Collected data →
= = = =

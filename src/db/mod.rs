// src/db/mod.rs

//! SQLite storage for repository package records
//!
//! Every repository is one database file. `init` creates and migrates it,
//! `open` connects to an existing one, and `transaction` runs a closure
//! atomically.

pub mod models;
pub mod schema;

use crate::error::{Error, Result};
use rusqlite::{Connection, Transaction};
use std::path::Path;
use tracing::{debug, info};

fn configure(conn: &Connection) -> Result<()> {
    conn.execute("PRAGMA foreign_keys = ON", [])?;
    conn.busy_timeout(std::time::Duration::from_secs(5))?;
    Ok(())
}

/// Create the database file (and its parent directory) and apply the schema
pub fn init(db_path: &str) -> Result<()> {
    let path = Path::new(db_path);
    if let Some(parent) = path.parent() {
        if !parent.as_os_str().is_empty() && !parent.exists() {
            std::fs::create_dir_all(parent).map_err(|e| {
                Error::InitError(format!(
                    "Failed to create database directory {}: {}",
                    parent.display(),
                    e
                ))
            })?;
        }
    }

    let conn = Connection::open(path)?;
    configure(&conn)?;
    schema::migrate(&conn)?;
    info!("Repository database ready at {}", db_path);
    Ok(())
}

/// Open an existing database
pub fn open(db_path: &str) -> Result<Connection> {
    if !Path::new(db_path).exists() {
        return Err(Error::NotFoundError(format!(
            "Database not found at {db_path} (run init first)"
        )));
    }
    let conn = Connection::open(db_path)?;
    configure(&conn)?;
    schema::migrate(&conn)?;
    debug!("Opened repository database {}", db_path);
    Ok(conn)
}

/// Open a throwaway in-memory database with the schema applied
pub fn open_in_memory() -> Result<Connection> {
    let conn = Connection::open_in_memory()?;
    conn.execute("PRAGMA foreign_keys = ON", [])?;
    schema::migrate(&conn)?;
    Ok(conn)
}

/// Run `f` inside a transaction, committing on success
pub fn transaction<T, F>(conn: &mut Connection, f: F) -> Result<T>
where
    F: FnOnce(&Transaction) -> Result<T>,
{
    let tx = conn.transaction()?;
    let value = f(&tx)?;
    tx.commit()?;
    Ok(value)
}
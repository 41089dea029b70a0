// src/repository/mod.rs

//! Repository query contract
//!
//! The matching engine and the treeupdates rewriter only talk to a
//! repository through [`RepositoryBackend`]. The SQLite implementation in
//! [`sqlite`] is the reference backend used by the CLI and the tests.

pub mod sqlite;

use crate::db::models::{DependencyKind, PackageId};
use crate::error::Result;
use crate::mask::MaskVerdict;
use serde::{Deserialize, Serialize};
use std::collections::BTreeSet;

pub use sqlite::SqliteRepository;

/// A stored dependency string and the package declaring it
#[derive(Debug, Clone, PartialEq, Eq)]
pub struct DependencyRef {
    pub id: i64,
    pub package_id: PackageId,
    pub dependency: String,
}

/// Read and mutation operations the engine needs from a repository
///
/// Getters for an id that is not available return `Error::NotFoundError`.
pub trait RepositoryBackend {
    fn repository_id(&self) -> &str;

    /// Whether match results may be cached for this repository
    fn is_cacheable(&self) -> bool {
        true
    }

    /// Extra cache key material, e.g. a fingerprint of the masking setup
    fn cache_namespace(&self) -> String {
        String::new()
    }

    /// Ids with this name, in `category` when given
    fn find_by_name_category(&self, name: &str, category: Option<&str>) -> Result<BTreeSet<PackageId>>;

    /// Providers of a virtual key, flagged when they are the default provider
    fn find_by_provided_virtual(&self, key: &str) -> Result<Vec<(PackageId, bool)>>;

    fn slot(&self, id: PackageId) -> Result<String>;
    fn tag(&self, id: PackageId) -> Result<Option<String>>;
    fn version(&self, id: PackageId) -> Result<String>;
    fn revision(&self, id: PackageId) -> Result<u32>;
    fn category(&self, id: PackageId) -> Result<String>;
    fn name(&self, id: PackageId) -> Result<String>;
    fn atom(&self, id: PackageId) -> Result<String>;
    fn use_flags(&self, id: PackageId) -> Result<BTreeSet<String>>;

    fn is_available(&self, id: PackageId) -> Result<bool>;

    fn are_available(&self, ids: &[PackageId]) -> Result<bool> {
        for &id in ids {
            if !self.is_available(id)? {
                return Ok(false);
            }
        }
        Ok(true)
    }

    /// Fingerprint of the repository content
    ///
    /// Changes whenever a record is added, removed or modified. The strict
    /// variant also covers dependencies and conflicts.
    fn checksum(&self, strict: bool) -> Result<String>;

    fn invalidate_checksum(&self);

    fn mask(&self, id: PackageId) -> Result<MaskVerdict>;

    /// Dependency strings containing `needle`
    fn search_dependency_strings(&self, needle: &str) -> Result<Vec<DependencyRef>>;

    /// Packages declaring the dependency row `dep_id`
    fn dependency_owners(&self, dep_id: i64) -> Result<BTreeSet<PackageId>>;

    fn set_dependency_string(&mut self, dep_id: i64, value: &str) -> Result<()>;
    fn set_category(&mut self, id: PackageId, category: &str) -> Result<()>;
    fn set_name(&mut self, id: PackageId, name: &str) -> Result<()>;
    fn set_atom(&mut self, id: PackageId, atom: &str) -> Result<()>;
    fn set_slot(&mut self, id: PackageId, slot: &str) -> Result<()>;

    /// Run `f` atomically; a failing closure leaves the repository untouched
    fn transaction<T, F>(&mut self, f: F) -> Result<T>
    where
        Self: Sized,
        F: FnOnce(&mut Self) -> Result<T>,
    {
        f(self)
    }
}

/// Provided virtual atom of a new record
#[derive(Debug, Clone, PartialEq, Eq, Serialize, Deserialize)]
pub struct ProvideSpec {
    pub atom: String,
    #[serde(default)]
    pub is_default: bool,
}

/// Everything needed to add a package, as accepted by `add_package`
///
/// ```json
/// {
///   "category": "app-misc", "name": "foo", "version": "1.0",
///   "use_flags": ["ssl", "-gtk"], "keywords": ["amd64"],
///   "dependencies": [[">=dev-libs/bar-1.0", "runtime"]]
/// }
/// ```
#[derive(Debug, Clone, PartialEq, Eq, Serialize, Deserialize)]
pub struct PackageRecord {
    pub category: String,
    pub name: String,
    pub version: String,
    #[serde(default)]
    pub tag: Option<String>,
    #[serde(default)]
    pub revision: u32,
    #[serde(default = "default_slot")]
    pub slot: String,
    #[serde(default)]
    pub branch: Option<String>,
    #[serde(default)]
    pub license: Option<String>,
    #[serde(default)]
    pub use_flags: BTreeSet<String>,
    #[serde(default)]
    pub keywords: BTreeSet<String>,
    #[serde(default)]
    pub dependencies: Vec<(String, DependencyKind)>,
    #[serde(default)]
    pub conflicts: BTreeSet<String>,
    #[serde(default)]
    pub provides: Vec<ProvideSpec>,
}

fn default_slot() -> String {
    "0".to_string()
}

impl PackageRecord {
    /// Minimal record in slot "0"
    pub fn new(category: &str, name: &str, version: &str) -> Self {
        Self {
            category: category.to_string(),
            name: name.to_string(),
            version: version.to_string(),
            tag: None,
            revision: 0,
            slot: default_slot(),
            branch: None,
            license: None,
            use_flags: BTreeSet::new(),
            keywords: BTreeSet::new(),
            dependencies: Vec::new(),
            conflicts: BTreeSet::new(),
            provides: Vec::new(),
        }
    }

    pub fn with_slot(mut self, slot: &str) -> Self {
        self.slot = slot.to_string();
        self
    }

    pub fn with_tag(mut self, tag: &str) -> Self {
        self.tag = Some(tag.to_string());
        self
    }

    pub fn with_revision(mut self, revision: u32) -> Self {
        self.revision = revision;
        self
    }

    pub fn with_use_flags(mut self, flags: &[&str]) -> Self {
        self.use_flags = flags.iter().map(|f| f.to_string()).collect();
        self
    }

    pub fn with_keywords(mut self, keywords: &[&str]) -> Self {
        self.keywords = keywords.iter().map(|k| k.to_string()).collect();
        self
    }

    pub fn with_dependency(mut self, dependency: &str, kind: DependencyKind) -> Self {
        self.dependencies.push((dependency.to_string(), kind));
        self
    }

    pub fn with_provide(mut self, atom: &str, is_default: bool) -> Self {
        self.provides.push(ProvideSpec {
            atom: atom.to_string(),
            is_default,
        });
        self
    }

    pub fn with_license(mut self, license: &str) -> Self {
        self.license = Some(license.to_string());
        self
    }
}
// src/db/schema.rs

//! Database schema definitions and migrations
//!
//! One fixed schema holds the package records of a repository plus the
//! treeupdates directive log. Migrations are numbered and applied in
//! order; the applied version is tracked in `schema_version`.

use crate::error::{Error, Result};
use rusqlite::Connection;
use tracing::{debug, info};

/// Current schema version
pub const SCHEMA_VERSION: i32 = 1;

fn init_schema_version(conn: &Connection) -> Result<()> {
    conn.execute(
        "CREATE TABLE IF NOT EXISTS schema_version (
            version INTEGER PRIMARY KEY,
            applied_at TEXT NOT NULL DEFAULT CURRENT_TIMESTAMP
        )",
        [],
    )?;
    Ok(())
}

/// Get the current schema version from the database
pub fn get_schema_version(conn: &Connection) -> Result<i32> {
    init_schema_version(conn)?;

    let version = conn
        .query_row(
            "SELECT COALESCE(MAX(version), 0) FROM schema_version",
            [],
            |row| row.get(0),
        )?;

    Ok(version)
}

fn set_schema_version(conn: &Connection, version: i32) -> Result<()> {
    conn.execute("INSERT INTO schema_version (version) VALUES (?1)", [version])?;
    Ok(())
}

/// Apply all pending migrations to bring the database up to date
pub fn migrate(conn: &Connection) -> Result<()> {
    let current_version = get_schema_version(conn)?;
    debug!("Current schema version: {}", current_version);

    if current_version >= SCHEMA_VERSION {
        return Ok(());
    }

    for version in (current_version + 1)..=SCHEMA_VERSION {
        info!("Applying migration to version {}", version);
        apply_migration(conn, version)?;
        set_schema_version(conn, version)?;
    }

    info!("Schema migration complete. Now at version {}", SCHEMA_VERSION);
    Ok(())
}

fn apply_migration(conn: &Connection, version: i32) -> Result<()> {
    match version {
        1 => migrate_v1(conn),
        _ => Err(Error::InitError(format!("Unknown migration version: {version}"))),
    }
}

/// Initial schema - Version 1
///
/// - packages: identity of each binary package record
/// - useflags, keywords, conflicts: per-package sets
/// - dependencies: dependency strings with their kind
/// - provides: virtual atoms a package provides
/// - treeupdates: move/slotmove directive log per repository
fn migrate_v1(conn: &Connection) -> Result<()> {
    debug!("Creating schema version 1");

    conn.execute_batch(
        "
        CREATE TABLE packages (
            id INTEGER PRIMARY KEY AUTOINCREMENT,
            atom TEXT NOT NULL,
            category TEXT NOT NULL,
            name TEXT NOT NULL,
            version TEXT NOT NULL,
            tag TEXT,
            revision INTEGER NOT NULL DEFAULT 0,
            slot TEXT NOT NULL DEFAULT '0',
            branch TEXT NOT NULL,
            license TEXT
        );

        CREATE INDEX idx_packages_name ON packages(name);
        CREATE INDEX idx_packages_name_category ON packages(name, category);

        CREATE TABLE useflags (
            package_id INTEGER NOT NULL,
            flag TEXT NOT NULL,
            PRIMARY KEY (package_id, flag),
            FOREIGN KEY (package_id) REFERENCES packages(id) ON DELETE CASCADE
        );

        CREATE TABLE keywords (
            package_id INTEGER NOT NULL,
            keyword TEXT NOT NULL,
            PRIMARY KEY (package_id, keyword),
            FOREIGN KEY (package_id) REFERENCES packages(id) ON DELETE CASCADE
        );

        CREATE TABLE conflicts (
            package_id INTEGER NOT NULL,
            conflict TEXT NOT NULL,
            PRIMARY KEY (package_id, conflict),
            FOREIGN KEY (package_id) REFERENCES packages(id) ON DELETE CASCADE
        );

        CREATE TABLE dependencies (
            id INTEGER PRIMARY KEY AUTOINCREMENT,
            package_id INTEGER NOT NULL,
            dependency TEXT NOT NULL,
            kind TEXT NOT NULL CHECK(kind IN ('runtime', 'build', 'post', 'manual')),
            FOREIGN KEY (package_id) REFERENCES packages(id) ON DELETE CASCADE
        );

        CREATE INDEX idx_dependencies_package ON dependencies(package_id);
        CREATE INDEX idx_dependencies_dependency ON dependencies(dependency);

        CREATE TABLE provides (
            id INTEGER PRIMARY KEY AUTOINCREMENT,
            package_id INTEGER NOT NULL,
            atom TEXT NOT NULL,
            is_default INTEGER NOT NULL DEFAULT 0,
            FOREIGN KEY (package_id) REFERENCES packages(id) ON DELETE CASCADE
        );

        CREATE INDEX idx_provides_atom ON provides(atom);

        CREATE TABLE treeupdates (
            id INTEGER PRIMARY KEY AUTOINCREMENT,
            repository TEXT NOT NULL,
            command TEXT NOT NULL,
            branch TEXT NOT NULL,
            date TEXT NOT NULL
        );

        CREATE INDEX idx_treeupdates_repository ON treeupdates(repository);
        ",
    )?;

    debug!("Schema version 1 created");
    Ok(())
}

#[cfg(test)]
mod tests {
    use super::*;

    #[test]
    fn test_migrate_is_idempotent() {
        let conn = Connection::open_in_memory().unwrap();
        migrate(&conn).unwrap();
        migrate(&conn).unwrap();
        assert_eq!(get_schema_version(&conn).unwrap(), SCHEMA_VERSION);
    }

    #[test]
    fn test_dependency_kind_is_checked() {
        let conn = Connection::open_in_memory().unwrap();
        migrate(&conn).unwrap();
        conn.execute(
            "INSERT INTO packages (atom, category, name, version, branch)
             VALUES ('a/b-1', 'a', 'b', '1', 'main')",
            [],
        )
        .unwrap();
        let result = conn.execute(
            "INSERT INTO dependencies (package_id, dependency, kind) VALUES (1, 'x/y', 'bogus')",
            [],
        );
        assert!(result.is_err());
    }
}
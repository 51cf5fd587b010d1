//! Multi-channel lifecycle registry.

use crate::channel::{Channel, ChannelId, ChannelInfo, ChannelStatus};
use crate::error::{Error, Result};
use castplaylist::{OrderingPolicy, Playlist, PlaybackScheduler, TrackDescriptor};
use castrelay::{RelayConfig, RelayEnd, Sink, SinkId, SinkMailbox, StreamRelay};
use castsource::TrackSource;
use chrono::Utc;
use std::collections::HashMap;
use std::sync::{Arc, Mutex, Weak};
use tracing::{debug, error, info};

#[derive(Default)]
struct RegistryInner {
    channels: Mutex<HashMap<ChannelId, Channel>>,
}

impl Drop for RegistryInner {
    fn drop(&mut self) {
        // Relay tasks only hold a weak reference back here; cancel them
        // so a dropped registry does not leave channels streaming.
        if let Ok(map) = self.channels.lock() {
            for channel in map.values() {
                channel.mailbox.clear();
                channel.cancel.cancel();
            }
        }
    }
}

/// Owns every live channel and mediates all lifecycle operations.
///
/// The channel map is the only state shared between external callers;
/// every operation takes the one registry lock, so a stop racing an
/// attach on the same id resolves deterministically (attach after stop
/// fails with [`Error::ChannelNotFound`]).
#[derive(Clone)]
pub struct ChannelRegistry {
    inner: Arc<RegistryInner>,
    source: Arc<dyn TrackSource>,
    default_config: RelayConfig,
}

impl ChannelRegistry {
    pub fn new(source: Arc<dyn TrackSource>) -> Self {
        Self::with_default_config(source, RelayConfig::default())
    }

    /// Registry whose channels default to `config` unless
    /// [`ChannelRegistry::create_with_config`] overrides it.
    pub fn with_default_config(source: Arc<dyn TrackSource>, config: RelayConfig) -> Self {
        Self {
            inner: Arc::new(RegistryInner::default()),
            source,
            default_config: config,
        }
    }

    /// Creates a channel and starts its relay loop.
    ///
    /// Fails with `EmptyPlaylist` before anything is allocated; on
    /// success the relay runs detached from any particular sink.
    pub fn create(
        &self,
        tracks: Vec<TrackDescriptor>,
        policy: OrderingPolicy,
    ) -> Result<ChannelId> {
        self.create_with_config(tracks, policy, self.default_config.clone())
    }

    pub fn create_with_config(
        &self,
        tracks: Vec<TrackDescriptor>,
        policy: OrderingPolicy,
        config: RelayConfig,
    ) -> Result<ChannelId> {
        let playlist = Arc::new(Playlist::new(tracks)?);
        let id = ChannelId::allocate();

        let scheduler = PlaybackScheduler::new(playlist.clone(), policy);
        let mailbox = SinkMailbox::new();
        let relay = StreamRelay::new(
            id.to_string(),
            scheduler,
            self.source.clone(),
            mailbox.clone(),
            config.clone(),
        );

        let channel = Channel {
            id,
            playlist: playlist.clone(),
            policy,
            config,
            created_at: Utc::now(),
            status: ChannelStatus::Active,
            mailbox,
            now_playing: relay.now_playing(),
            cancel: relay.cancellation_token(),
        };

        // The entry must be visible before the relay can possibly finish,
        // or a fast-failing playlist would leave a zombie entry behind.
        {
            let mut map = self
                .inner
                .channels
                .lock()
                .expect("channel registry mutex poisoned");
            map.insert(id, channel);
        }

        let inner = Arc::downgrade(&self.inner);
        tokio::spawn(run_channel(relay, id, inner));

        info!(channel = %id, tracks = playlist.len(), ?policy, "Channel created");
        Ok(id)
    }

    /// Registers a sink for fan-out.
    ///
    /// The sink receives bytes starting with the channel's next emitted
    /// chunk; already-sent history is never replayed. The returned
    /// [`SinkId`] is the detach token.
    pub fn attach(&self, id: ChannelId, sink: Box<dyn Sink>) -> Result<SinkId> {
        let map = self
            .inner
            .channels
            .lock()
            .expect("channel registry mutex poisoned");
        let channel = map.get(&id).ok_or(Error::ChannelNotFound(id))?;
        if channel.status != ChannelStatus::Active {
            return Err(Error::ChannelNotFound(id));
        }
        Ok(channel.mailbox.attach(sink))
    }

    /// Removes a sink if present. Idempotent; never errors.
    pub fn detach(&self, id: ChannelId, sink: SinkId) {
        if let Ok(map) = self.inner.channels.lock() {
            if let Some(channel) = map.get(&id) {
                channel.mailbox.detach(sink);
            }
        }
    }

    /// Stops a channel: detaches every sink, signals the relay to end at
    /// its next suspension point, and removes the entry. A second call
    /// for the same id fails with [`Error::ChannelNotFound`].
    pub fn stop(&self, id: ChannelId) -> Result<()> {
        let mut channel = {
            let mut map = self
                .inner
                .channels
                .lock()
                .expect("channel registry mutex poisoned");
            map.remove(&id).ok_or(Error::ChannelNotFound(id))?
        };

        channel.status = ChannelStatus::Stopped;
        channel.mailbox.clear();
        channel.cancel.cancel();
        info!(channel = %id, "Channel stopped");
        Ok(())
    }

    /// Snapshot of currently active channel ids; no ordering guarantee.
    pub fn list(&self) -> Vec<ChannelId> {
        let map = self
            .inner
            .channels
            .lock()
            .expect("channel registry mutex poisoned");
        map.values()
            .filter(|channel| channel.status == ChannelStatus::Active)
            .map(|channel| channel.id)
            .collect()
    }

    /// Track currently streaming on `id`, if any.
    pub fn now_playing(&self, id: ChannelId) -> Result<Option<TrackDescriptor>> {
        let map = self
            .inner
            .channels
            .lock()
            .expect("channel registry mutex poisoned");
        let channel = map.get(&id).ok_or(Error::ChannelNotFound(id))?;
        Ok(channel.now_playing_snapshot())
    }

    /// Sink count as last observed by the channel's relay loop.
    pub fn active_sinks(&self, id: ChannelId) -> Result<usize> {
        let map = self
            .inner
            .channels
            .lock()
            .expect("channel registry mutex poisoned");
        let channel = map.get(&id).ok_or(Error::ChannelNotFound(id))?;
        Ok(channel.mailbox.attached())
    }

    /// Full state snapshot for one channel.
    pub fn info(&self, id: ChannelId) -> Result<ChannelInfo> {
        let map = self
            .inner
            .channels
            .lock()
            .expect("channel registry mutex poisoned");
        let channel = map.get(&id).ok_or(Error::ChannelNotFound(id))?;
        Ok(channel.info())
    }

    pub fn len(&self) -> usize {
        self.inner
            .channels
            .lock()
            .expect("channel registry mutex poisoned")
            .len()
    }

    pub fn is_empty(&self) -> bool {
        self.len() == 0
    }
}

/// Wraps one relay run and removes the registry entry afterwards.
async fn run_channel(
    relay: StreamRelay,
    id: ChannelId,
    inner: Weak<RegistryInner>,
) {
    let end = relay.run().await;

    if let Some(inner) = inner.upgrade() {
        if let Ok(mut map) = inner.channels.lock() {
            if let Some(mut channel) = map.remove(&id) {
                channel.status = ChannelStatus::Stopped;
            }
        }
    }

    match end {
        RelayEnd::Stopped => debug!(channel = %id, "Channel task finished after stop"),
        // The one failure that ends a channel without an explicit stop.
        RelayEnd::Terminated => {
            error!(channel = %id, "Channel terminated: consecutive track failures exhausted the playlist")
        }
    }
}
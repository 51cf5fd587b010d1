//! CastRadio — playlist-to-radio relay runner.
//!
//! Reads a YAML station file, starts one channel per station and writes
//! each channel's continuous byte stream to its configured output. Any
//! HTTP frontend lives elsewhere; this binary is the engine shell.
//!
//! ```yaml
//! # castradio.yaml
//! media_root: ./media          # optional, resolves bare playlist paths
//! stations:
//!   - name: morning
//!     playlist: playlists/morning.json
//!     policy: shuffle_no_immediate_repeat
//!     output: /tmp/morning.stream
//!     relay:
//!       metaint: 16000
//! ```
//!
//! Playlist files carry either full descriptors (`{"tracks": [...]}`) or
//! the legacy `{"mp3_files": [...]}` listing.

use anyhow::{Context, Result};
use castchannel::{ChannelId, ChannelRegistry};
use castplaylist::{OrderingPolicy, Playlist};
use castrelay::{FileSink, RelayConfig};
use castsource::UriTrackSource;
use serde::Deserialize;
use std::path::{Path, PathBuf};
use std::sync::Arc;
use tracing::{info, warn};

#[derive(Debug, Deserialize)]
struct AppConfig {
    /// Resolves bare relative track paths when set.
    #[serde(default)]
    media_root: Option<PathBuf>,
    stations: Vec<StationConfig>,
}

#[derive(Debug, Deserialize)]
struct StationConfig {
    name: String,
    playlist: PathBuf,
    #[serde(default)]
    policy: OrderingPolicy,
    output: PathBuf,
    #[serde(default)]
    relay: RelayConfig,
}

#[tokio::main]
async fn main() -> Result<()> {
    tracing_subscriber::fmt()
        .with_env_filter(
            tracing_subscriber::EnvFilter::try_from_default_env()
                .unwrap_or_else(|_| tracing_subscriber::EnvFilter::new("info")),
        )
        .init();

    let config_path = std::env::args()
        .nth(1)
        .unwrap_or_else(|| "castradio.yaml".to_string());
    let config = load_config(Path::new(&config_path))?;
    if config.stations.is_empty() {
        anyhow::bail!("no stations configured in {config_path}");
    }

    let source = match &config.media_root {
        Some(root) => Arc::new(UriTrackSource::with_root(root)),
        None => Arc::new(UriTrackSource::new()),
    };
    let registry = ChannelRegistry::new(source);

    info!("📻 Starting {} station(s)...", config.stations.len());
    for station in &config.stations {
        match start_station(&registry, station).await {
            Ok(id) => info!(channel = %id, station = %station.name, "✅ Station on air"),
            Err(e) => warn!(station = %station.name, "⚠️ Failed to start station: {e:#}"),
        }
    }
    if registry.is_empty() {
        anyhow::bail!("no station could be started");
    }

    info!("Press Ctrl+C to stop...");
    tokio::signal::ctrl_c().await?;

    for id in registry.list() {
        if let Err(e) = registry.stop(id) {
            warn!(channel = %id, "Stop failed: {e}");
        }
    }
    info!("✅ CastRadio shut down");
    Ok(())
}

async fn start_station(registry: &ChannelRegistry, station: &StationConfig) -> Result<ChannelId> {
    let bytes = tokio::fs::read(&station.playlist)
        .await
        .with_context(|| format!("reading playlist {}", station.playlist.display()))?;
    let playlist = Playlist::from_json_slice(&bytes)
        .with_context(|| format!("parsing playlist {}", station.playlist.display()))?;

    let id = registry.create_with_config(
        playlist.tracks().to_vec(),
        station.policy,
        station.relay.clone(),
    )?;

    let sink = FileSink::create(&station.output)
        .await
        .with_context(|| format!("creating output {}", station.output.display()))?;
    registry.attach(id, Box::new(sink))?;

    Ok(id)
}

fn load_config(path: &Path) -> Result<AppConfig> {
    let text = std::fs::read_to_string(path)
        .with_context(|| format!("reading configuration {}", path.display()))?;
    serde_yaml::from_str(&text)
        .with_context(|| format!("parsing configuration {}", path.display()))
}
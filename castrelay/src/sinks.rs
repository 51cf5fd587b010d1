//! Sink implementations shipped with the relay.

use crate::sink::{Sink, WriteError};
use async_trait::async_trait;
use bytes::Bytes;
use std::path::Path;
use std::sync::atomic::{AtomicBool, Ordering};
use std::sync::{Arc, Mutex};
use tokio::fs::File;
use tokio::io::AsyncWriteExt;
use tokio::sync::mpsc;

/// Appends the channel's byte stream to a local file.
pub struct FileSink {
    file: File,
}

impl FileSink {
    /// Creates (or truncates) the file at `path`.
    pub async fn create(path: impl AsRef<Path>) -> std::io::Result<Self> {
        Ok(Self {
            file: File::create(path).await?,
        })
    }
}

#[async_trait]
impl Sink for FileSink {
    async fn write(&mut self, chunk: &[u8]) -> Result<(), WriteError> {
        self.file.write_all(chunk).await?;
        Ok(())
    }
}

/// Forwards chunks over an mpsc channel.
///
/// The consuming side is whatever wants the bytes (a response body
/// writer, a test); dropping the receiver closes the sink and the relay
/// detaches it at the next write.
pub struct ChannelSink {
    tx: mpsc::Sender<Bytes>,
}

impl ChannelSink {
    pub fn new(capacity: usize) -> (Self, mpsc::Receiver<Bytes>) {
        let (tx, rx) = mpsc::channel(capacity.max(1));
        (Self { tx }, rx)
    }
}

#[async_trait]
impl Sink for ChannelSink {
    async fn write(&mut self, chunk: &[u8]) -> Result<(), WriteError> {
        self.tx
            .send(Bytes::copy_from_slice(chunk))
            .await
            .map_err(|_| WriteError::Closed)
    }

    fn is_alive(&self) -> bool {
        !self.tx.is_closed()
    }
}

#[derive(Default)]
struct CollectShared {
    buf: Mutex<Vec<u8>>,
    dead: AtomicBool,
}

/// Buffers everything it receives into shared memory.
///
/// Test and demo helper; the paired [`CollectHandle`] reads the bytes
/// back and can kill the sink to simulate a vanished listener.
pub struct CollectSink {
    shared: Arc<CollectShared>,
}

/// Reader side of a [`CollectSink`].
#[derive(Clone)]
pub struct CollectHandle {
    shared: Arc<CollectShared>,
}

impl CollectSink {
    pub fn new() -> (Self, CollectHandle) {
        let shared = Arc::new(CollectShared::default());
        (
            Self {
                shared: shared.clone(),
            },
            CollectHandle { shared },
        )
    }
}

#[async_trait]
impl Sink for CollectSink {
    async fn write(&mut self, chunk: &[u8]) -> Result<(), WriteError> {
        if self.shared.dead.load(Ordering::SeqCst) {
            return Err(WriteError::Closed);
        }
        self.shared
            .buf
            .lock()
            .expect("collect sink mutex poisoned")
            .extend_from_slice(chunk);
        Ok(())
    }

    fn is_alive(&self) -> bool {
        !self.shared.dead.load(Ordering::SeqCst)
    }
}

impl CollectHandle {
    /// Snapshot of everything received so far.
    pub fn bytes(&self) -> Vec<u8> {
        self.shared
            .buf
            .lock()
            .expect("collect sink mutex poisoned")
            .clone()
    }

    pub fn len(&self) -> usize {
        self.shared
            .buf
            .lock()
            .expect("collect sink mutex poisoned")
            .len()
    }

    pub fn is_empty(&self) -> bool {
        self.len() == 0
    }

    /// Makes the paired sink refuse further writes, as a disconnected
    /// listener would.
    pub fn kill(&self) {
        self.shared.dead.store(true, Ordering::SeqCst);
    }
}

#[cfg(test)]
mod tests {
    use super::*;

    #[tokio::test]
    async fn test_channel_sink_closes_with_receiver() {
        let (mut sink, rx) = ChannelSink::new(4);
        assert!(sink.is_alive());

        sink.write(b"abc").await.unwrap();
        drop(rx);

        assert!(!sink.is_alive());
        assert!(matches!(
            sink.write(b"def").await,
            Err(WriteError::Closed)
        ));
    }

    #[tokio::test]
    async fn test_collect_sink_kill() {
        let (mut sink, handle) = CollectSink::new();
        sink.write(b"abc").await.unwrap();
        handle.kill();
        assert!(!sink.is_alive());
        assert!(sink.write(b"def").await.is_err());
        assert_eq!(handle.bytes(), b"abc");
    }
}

= = = =

Goal of the exercise → Give back exactly the lines from the first line of the records through the line holding "pub fn open(db_path: &str)", including both of those lines and leaving out all others.

Exercise output →
filename src/db/mod.rs
// src/db/mod.rs

//! SQLite storage for repository package records
//!
//! Every repository is one database file. `init` creates and migrates it,
//! `open` connects to an existing one, and `transaction` runs a closure
//! atomically.

pub mod models;
pub mod schema;

use crate::error::{Error, Result};
use rusqlite::{Connection, Transaction};
use std::path::Path;
use tracing::{debug, info};

fn configure(conn: &Connection) -> Result<()> {
    conn.execute("PRAGMA foreign_keys = ON", [])?;
    conn.busy_timeout(std::time::Duration::from_secs(5))?;
    Ok(())
}

/// Create the database file (and its parent directory) and apply the schema
pub fn init(db_path: &str) -> Result<()> {
    let path = Path::new(db_path);
    if let Some(parent) = path.parent() {
        if !parent.as_os_str().is_empty() && !parent.exists() {
            std::fs::create_dir_all(parent).map_err(|e| {
                Error::InitError(format!(
                    "Failed to create database directory {}: {}",
                    parent.display(),
                    e
                ))
            })?;
        }
    }

    let conn = Connection::open(path)?;
    configure(&conn)?;
    schema::migrate(&conn)?;
    info!("Repository database ready at {}", db_path);
    Ok(())
}

/// Open an existing database
pub fn open(db_path: &str) -> Result<Connection> {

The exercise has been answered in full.